WORK TO COMPLETE
The expected result is every entry, retyped character for character.

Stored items

┄┄┄┄┄┄┄┄┄┄┄┄┄┄┄┄┄┄┄┄

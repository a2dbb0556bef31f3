use crate::error::ImageError;

/// Image size in pixels
///
/// A struct to represent the size of an image in pixels.
///
/// # Examples
///
/// ```
/// use deskew_image::ImageSize;
///
/// let image_size = ImageSize {
///   width: 10,
///   height: 20,
/// };
///
/// assert_eq!(image_size.width, 10);
/// assert_eq!(image_size.height, 20);
/// ```
#[derive(Clone, Copy, Debug, PartialEq)]
pub struct ImageSize {
    /// Width of the image in pixels
    pub width: usize,
    /// Height of the image in pixels
    pub height: usize,
}

impl std::fmt::Display for ImageSize {
    fn fmt(&self, f: &mut std::fmt::Formatter) -> std::fmt::Result {
        write!(
            f,
            "ImageSize {{ width: {}, height: {} }}",
            self.width, self.height
        )
    }
}

impl From<[usize; 2]> for ImageSize {
    fn from(size: [usize; 2]) -> Self {
        ImageSize {
            width: size[0],
            height: size[1],
        }
    }
}

/// Trait for image data types.
///
/// Send and Sync is required for the parallel resampling kernels.
pub trait ImageDtype: Copy + Default + Into<f32> + Send + Sync {
    /// Convert a f32 value to the image data type.
    fn from_f32(x: f32) -> Self;
}

impl ImageDtype for f32 {
    fn from_f32(x: f32) -> Self {
        x
    }
}

impl ImageDtype for u8 {
    fn from_f32(x: f32) -> Self {
        x.round().clamp(0.0, 255.0) as u8
    }
}

/// Represents an image with pixel data.
///
/// The image is stored as a row-major buffer with shape (H, W, C), where H is the
/// height of the image, W the width and C the number of channels.
#[derive(Clone)]
pub struct Image<T, const CHANNELS: usize> {
    size: ImageSize,
    data: Vec<T>,
}

impl<T, const CHANNELS: usize> Image<T, CHANNELS> {
    /// Create a new image from pixel data.
    ///
    /// # Arguments
    ///
    /// * `size` - The size of the image in pixels.
    /// * `data` - The pixel data of the image.
    ///
    /// # Errors
    ///
    /// If the length of the pixel data does not match the image size, an error is returned.
    ///
    /// # Examples
    ///
    /// ```
    /// use deskew_image::{Image, ImageSize};
    ///
    /// let image = Image::<u8, 3>::new(
    ///    ImageSize {
    ///       width: 10,
    ///       height: 20,
    ///    },
    ///    vec![0u8; 10 * 20 * 3],
    /// ).unwrap();
    ///
    /// assert_eq!(image.size().width, 10);
    /// assert_eq!(image.size().height, 20);
    /// assert_eq!(image.num_channels(), 3);
    /// ```
    pub fn new(size: ImageSize, data: Vec<T>) -> Result<Self, ImageError> {
        if data.len() != size.width * size.height * CHANNELS {
            return Err(ImageError::InvalidChannelShape(
                data.len(),
                size.width * size.height * CHANNELS,
            ));
        }

        Ok(Self { size, data })
    }

    /// Create a new image with the given size and default pixel value.
    ///
    /// # Arguments
    ///
    /// * `size` - The size of the image in pixels.
    /// * `val` - The default value of the pixel data.
    pub fn from_size_val(size: ImageSize, val: T) -> Result<Self, ImageError>
    where
        T: Clone,
    {
        let data = vec![val; size.width * size.height * CHANNELS];
        Image::new(size, data)
    }

    /// Get the size of the image in pixels.
    pub fn size(&self) -> ImageSize {
        self.size
    }

    /// Get the width of the image in pixels.
    pub fn width(&self) -> usize {
        self.size.width
    }

    /// Get the height of the image in pixels.
    pub fn height(&self) -> usize {
        self.size.height
    }

    /// Get the number of columns of the image.
    pub fn cols(&self) -> usize {
        self.width()
    }

    /// Get the number of rows of the image.
    pub fn rows(&self) -> usize {
        self.height()
    }

    /// Get the number of channels in the image.
    pub fn num_channels(&self) -> usize {
        CHANNELS
    }

    /// Get the pixel data of the image as a slice.
    pub fn as_slice(&self) -> &[T] {
        &self.data
    }

    /// Get the pixel data of the image as a mutable slice.
    pub fn as_slice_mut(&mut self) -> &mut [T] {
        &mut self.data
    }

    /// Get a reference to the pixel at `[y, x, c]`, or `None` if out of bounds.
    pub fn get(&self, index: [usize; 3]) -> Option<&T> {
        let [y, x, c] = index;
        if y >= self.size.height || x >= self.size.width || c >= CHANNELS {
            return None;
        }
        self.data.get((y * self.size.width + x) * CHANNELS + c)
    }

    /// Cast the pixel data of the image to a different type.
    ///
    /// # Returns
    ///
    /// A new image with the pixel data cast to the given type.
    pub fn cast<U>(&self) -> Result<Image<U, CHANNELS>, ImageError>
    where
        U: num_traits::NumCast,
        T: num_traits::NumCast + Copy,
    {
        let casted_data = self
            .data
            .iter()
            .map(|&x| U::from(x).ok_or(ImageError::CastError))
            .collect::<Result<Vec<U>, ImageError>>()?;

        Image::new(self.size, casted_data)
    }
}

#[cfg(test)]
mod tests {
    use crate::image::{Image, ImageError, ImageSize};

    #[test]
    fn image_size() {
        let image_size = ImageSize {
            width: 10,
            height: 20,
        };
        assert_eq!(image_size.width, 10);
        assert_eq!(image_size.height, 20);
    }

    #[test]
    fn image_smoke() -> Result<(), ImageError> {
        let image = Image::<u8, 3>::new(
            ImageSize {
                width: 10,
                height: 20,
            },
            vec![0u8; 10 * 20 * 3],
        )?;
        assert_eq!(image.size().width, 10);
        assert_eq!(image.size().height, 20);
        assert_eq!(image.num_channels(), 3);

        Ok(())
    }

    #[test]
    fn image_data_mismatch() {
        let image = Image::<u8, 3>::new(
            ImageSize {
                width: 2,
                height: 2,
            },
            vec![0u8; 11],
        );
        assert!(matches!(
            image,
            Err(ImageError::InvalidChannelShape(11, 12))
        ));
    }

    #[test]
    fn image_get() -> Result<(), ImageError> {
        let image = Image::<u8, 1>::new(
            ImageSize {
                width: 2,
                height: 3,
            },
            vec![0, 1, 2, 3, 4, 5],
        )?;
        assert_eq!(image.get([1, 0, 0]), Some(&2));
        assert_eq!(image.get([2, 1, 0]), Some(&5));
        assert_eq!(image.get([3, 0, 0]), None);

        Ok(())
    }

    #[test]
    fn image_cast() -> Result<(), ImageError> {
        let image = Image::<u8, 1>::new(
            ImageSize {
                width: 2,
                height: 1,
            },
            vec![0u8, 255],
        )?;
        let image_f32 = image.cast::<f32>()?;
        assert_eq!(image_f32.as_slice(), &[0.0, 255.0]);

        Ok(())
    }
}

┄┄┄┄┄┄┄┄┄┄┄┄┄┄┄┄┄┄┄┄

RESPONSE TO THE TASK
repository a2dbb0556bef31f3
use crate::error::ImageError;

/// Image size in pixels
///
/// A struct to represent the size of an image in pixels.
///
/// # Examples
///
/// ```
/// use deskew_image::ImageSize;
///
/// let image_size = ImageSize {
///   width: 10,
///   height: 20,
/// };
///
/// assert_eq!(image_size.width, 10);
/// assert_eq!(image_size.height, 20);
/// ```
#[derive(Clone, Copy, Debug, PartialEq)]
pub struct ImageSize {
    /// Width of the image in pixels
    pub width: usize,
    /// Height of the image in pixels
    pub height: usize,
}

impl std::fmt::Display for ImageSize {
    fn fmt(&self, f: &mut std::fmt::Formatter) -> std::fmt::Result {
        write!(
            f,
            "ImageSize {{ width: {}, height: {} }}",
            self.width, self.height
        )
    }
}

impl From<[usize; 2]> for ImageSize {
    fn from(size: [usize; 2]) -> Self {
        ImageSize {
            width: size[0],
            height: size[1],
        }
    }
}

/// Trait for image data types.
///
/// Send and Sync is required for the parallel resampling kernels.
pub trait ImageDtype: Copy + Default + Into<f32> + Send + Sync {
    /// Convert a f32 value to the image data type.
    fn from_f32(x: f32) -> Self;
}

impl ImageDtype for f32 {
    fn from_f32(x: f32) -> Self {
        x
    }
}

impl ImageDtype for u8 {
    fn from_f32(x: f32) -> Self {
        x.round().clamp(0.0, 255.0) as u8
    }
}

/// Represents an image with pixel data.
///
/// The image is stored as a row-major buffer with shape (H, W, C), where H is the
/// height of the image, W the width and C the number of channels.
#[derive(Clone)]
pub struct Image<T, const CHANNELS: usize> {
    size: ImageSize,
    data: Vec<T>,
}

impl<T, const CHANNELS: usize> Image<T, CHANNELS> {
    /// Create a new image from pixel data.
    ///
    /// # Arguments
    ///
    /// * `size` - The size of the image in pixels.
    /// * `data` - The pixel data of the image.
    ///
    /// # Errors
    ///
    /// If the length of the pixel data does not match the image size, an error is returned.
    ///
    /// # Examples
    ///
    /// ```
    /// use deskew_image::{Image, ImageSize};
    ///
    /// let image = Image::<u8, 3>::new(
    ///    ImageSize {
    ///       width: 10,
    ///       height: 20,
    ///    },
    ///    vec![0u8; 10 * 20 * 3],
    /// ).unwrap();
    ///
    /// assert_eq!(image.size().width, 10);
    /// assert_eq!(image.size().height, 20);
    /// assert_eq!(image.num_channels(), 3);
    /// ```
    pub fn new(size: ImageSize, data: Vec<T>) -> Result<Self, ImageError> {
        if data.len() != size.width * size.height * CHANNELS {
            return Err(ImageError::InvalidChannelShape(
                data.len(),
                size.width * size.height * CHANNELS,
            ));
        }

        Ok(Self { size, data })
    }

    /// Create a new image with the given size and default pixel value.
    ///
    /// # Arguments
    ///
    /// * `size` - The size of the image in pixels.
    /// * `val` - The default value of the pixel data.
    pub fn from_size_val(size: ImageSize, val: T) -> Result<Self, ImageError>
    where
        T: Clone,
    {
        let data = vec![val; size.width * size.height * CHANNELS];
        Image::new(size, data)
    }

    /// Get the size of the image in pixels.
    pub fn size(&self) -> ImageSize {
        self.size
    }

    /// Get the width of the image in pixels.
    pub fn width(&self) -> usize {
        self.size.width
    }

    /// Get the height of the image in pixels.
    pub fn height(&self) -> usize {
        self.size.height
    }

    /// Get the number of columns of the image.
    pub fn cols(&self) -> usize {
        self.width()
    }

    /// Get the number of rows of the image.
    pub fn rows(&self) -> usize {
        self.height()
    }

    /// Get the number of channels in the image.
    pub fn num_channels(&self) -> usize {
        CHANNELS
    }

    /// Get the pixel data of the image as a slice.
    pub fn as_slice(&self) -> &[T] {
        &self.data
    }

    /// Get the pixel data of the image as a mutable slice.
    pub fn as_slice_mut(&mut self) -> &mut [T] {
        &mut self.data
    }

    /// Get a reference to the pixel at `[y, x, c]`, or `None` if out of bounds.
    pub fn get(&self, index: [usize; 3]) -> Option<&T> {
        let [y, x, c] = index;
        if y >= self.size.height || x >= self.size.width || c >= CHANNELS {
            return None;
        }
        self.data.get((y * self.size.width + x) * CHANNELS + c)
    }

    /// Cast the pixel data of the image to a different type.
    ///
    /// # Returns
    ///
    /// A new image with the pixel data cast to the given type.
    pub fn cast<U>(&self) -> Result<Image<U, CHANNELS>, ImageError>
    where
        U: num_traits::NumCast,
        T: num_traits::NumCast + Copy,
    {
        let casted_data = self
            .data
            .iter()
            .map(|&x| U::from(x).ok_or(ImageError::CastError))
            .collect::<Result<Vec<U>, ImageError>>()?;

        Image::new(self.size, casted_data)
    }
}

#[cfg(test)]
mod tests {
    use crate::image::{Image, ImageError, ImageSize};

    #[test]
    fn image_size() {
        let image_size = ImageSize {
            width: 10,
            height: 20,
        };
        assert_eq!(image_size.width, 10);
        assert_eq!(image_size.height, 20);
    }

    #[test]
    fn image_smoke() -> Result<(), ImageError> {
        let image = Image::<u8, 3>::new(
            ImageSize {
                width: 10,
                height: 20,
            },
            vec![0u8; 10 * 20 * 3],
        )?;
        assert_eq!(image.size().width, 10);
        assert_eq!(image.size().height, 20);
        assert_eq!(image.num_channels(), 3);

        Ok(())
    }

    #[test]
    fn image_data_mismatch() {
        let image = Image::<u8, 3>::new(
            ImageSize {
                width: 2,
                height: 2,
            },
            vec![0u8; 11],
        );
        assert!(matches!(
            image,
            Err(ImageError::InvalidChannelShape(11, 12))
        ));
    }

    #[test]
    fn image_get() -> Result<(), ImageError> {
        let image = Image::<u8, 1>::new(
            ImageSize {
                width: 2,
                height: 3,
            },
            vec![0, 1, 2, 3, 4, 5],
        )?;
        assert_eq!(image.get([1, 0, 0]), Some(&2));
        assert_eq!(image.get([2, 1, 0]), Some(&5));
        assert_eq!(image.get([3, 0, 0]), None);

        Ok(())
    }

    #[test]
    fn image_cast() -> Result<(), ImageError> {
        let image = Image::<u8, 1>::new(
            ImageSize {
                width: 2,
                height: 1,
            },
            vec![0u8, 255],
        )?;
        let image_f32 = image.cast::<f32>()?;
        assert_eq!(image_f32.as_slice(), &[0.0, 255.0]);

        Ok(())
    }
}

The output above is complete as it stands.